//! Research products vocabulary.

use crate::api::query::builder::QueryBuilder;
use crate::api::query::builder::ResearchProducts;
use crate::api::query::entity::EntityDescriptor;
use crate::api::query::entity::EntityType;
use crate::api::query::entity::FieldDef;
use crate::api::query::entity::SortDef;
use crate::api::query::filter::FilterSet;
use crate::api::query::filter::Operator;
use crate::error::Error;

pub(crate) static DESCRIPTOR: EntityDescriptor = EntityDescriptor {
    entity: EntityType::ResearchProducts,
    path: "researchProducts",
    fields: &[
        FieldDef::text("search"),
        FieldDef::text("mainTitle"),
        FieldDef::text("description"),
        FieldDef::text("id"),
        FieldDef::text("pid"),
        FieldDef::text("originalId"),
        FieldDef::text("type"),
        FieldDef::date("publicationDate", "PublicationDate"),
        FieldDef::multi("subjects"),
        FieldDef::text("countryCode"),
        FieldDef::text("authorFullName"),
        FieldDef::text("authorOrcid"),
        FieldDef::text("publisher"),
        FieldDef::text("bestOpenAccessRightLabel"),
        FieldDef::text("influenceClass"),
        FieldDef::text("impulseClass"),
        FieldDef::text("popularityClass"),
        FieldDef::text("citationCountClass"),
        FieldDef::text("instanceType"),
        FieldDef::text("sdg"),
        FieldDef::text("fos"),
        FieldDef::flag("isPeerReviewed"),
        FieldDef::flag("isInDiamondJournal"),
        FieldDef::flag("isPubliclyFunded"),
        FieldDef::flag("isGreen"),
        FieldDef::text("openAccessColor"),
        FieldDef::text("relOrganizationId"),
        FieldDef::text("relCommunityId"),
        FieldDef::text("relProjectId"),
        FieldDef::text("relProjectCode"),
        FieldDef::flag("hasProjectRel"),
        FieldDef::text("relProjectFundingShortName"),
        FieldDef::text("relProjectFundingStreamId"),
        FieldDef::text("relHostingDataSourceId"),
        FieldDef::text("relCollectedFromDatasourceId"),
    ],
    sort_fields: &[
        SortDef::new("relevance"),
        SortDef::new("publicationDate"),
        SortDef::new("dateOfCollection"),
        SortDef::new("influence"),
        SortDef::new("popularity"),
        SortDef::new("citationCount"),
        SortDef::new("impulse"),
    ],
};

/// Kind of research product.
#[derive(Debug, Clone, Copy, PartialEq, Eq)]
pub enum ProductType {
    Publication,
    Dataset,
    Software,
    Other,
}

impl ProductType {
    pub fn as_str(self) -> &'static str {
        match self {
            ProductType::Publication => "publication",
            ProductType::Dataset => "dataset",
            ProductType::Software => "software",
            ProductType::Other => "other",
        }
    }
}

/// Best open access rights label.
#[derive(Debug, Clone, Copy, PartialEq, Eq)]
pub enum AccessRight {
    OpenSource,
    Open,
    Embargo,
    Restricted,
    Closed,
    Unknown,
}

impl AccessRight {
    pub fn as_str(self) -> &'static str {
        match self {
            AccessRight::OpenSource => "OPEN SOURCE",
            AccessRight::Open => "OPEN",
            AccessRight::Embargo => "EMBARGO",
            AccessRight::Restricted => "RESTRICTED",
            AccessRight::Closed => "CLOSED",
            AccessRight::Unknown => "UNKNOWN",
        }
    }
}

/// Citation-based impact class, `C1` being the top 0.01%.
#[derive(Debug, Clone, Copy, PartialEq, Eq)]
pub enum ImpactClass {
    C1,
    C2,
    C3,
    C4,
    C5,
}

impl ImpactClass {
    pub fn as_str(self) -> &'static str {
        match self {
            ImpactClass::C1 => "C1",
            ImpactClass::C2 => "C2",
            ImpactClass::C3 => "C3",
            ImpactClass::C4 => "C4",
            ImpactClass::C5 => "C5",
        }
    }
}

#[derive(Debug, Clone, Copy, PartialEq, Eq)]
pub enum OpenAccessColor {
    Bronze,
    Gold,
    Hybrid,
}

impl OpenAccessColor {
    pub fn as_str(self) -> &'static str {
        match self {
            OpenAccessColor::Bronze => "bronze",
            OpenAccessColor::Gold => "gold",
            OpenAccessColor::Hybrid => "hybrid",
        }
    }
}

impl QueryBuilder<ResearchProducts> {
    // --- General filters ---

    pub fn main_title(&self, title: impl Into<String>) -> Result<Self, Error> {
        self.filter("mainTitle", title)
    }

    pub fn description(&self, description: impl Into<String>) -> Result<Self, Error> {
        self.filter("description", description)
    }

    /// Filters by persistent identifier, e.g. a DOI.
    pub fn pid(&self, persistent_id: impl Into<String>) -> Result<Self, Error> {
        self.filter("pid", persistent_id)
    }

    /// Filters by the record identifier at the original source.
    pub fn original_id(&self, original_id: impl Into<String>) -> Result<Self, Error> {
        self.filter("originalId", original_id)
    }

    pub fn product_type(&self, product_type: ProductType) -> Result<Self, Error> {
        self.filter("type", product_type.as_str())
    }

    /// Filters by publication date bounds (`YYYY` or `YYYY-MM-DD`).
    pub fn publication_date_range(&self, from: Option<&str>, to: Option<&str>) -> Result<Self, Error> {
        self.filter_range("publicationDate", from, to)
    }

    pub fn subjects<I, V>(&self, subjects: I) -> Result<Self, Error>
    where
        I: IntoIterator<Item = V>,
        V: Into<String>,
    {
        self.filter_any("subjects", subjects)
    }

    pub fn country_code(&self, country_code: impl Into<String>) -> Result<Self, Error> {
        self.filter("countryCode", country_code)
    }

    pub fn author_full_name(&self, name: impl Into<String>) -> Result<Self, Error> {
        self.filter("authorFullName", name)
    }

    pub fn author_orcid(&self, orcid: impl Into<String>) -> Result<Self, Error> {
        self.filter("authorOrcid", orcid)
    }

    /// Filters by author, given either an ORCID iD (bare or as an
    /// `orcid.org` URL) or a full name.
    pub fn author(&self, author: &str) -> Result<Self, Error> {
        let mut filters = FilterSet::new(EntityType::ResearchProducts);
        match orcid_id(author) {
            Some(orcid) => filters.add("authorOrcid", Operator::Eq, orcid)?,
            None => filters.add("authorFullName", Operator::Eq, author)?,
        }
        self.merge(filters)
    }

    pub fn publisher(&self, publisher: impl Into<String>) -> Result<Self, Error> {
        self.filter("publisher", publisher)
    }

    pub fn best_open_access_right(&self, access_right: AccessRight) -> Result<Self, Error> {
        self.filter("bestOpenAccessRightLabel", access_right.as_str())
    }

    pub fn influence_class(&self, class: ImpactClass) -> Result<Self, Error> {
        self.filter("influenceClass", class.as_str())
    }

    pub fn impulse_class(&self, class: ImpactClass) -> Result<Self, Error> {
        self.filter("impulseClass", class.as_str())
    }

    pub fn popularity_class(&self, class: ImpactClass) -> Result<Self, Error> {
        self.filter("popularityClass", class.as_str())
    }

    pub fn citation_count_class(&self, class: ImpactClass) -> Result<Self, Error> {
        self.filter("citationCountClass", class.as_str())
    }

    // --- Publication filters ---

    pub fn instance_type(&self, instance_type: impl Into<String>) -> Result<Self, Error> {
        self.filter("instanceType", instance_type)
    }

    /// Filters by Sustainable Development Goal (1-17).
    pub fn sdg(&self, goal: u8) -> Result<Self, Error> {
        if !(1..=17).contains(&goal) {
            return Err(Error::invalid_filter(
                EntityType::ResearchProducts,
                "sdg",
                format!("goal {goal} is outside 1..=17"),
            ));
        }
        self.filter("sdg", goal.to_string())
    }

    /// Filters by Field of Science classification.
    pub fn fos(&self, fos_id: impl Into<String>) -> Result<Self, Error> {
        self.filter("fos", fos_id)
    }

    pub fn is_peer_reviewed(&self, peer_reviewed: bool) -> Result<Self, Error> {
        self.filter("isPeerReviewed", peer_reviewed.to_string())
    }

    pub fn is_in_diamond_journal(&self, in_diamond: bool) -> Result<Self, Error> {
        self.filter("isInDiamondJournal", in_diamond.to_string())
    }

    pub fn is_publicly_funded(&self, publicly_funded: bool) -> Result<Self, Error> {
        self.filter("isPubliclyFunded", publicly_funded.to_string())
    }

    pub fn is_green(&self, green: bool) -> Result<Self, Error> {
        self.filter("isGreen", green.to_string())
    }

    pub fn open_access_color(&self, color: OpenAccessColor) -> Result<Self, Error> {
        self.filter("openAccessColor", color.as_str())
    }

    // --- Relationship filters ---

    pub fn related_organization_id(&self, org_id: impl Into<String>) -> Result<Self, Error> {
        self.filter("relOrganizationId", org_id)
    }

    pub fn related_community_id(&self, community_id: impl Into<String>) -> Result<Self, Error> {
        self.filter("relCommunityId", community_id)
    }

    pub fn related_project_id(&self, project_id: impl Into<String>) -> Result<Self, Error> {
        self.filter("relProjectId", project_id)
    }

    pub fn related_project_code(&self, project_code: impl Into<String>) -> Result<Self, Error> {
        self.filter("relProjectCode", project_code)
    }

    pub fn has_project_relation(&self, has_relation: bool) -> Result<Self, Error> {
        self.filter("hasProjectRel", has_relation.to_string())
    }

    pub fn related_project_funding_short_name(
        &self,
        funder_short_name: impl Into<String>,
    ) -> Result<Self, Error> {
        self.filter("relProjectFundingShortName", funder_short_name)
    }

    pub fn related_project_funding_stream_id(&self, stream_id: impl Into<String>) -> Result<Self, Error> {
        self.filter("relProjectFundingStreamId", stream_id)
    }

    pub fn related_hosting_data_source_id(&self, datasource_id: impl Into<String>) -> Result<Self, Error> {
        self.filter("relHostingDataSourceId", datasource_id)
    }

    pub fn related_collected_from_datasource_id(
        &self,
        datasource_id: impl Into<String>,
    ) -> Result<Self, Error> {
        self.filter("relCollectedFromDatasourceId", datasource_id)
    }

    // --- Sorting ---

    pub fn sort_by_relevance(&self, ascending: bool) -> Result<Self, Error> {
        self.sort("relevance", ascending)
    }

    pub fn sort_by_publication_date(&self, ascending: bool) -> Result<Self, Error> {
        self.sort("publicationDate", ascending)
    }

    pub fn sort_by_date_of_collection(&self, ascending: bool) -> Result<Self, Error> {
        self.sort("dateOfCollection", ascending)
    }

    pub fn sort_by_influence(&self, ascending: bool) -> Result<Self, Error> {
        self.sort("influence", ascending)
    }

    pub fn sort_by_popularity(&self, ascending: bool) -> Result<Self, Error> {
        self.sort("popularity", ascending)
    }

    pub fn sort_by_citation_count(&self, ascending: bool) -> Result<Self, Error> {
        self.sort("citationCount", ascending)
    }

    pub fn sort_by_impulse(&self, ascending: bool) -> Result<Self, Error> {
        self.sort("impulse", ascending)
    }
}

/// Extracts a bare ORCID iD (`0000-0002-1825-0097`) from `value`, accepting
/// an `orcid.org` URL prefix.
fn orcid_id(value: &str) -> Option<&str> {
    let value = value.trim();
    let id = value
        .rsplit_once("orcid.org/")
        .map_or(value, |(_, id)| id)
        .trim_end_matches('/');

    let groups: Vec<&str> = id.split('-').collect();
    let well_formed = groups.len() == 4
        && groups.iter().enumerate().all(|(i, group)| {
            group.len() == 4
                && group.char_indices().all(|(j, c)| {
                    c.is_ascii_digit() || (i == 3 && j == 3 && c.eq_ignore_ascii_case(&'x'))
                })
        });
    well_formed.then_some(id)
}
★ ★ ★ ★
» **PROBLEM TO WORK ON**
Every line of the listing that includes "FilterSet" must be shown.

» **TASK OUTPUT**
use crate::api::query::filter::FilterSet;
        let mut filters = FilterSet::new(EntityType::ResearchProducts);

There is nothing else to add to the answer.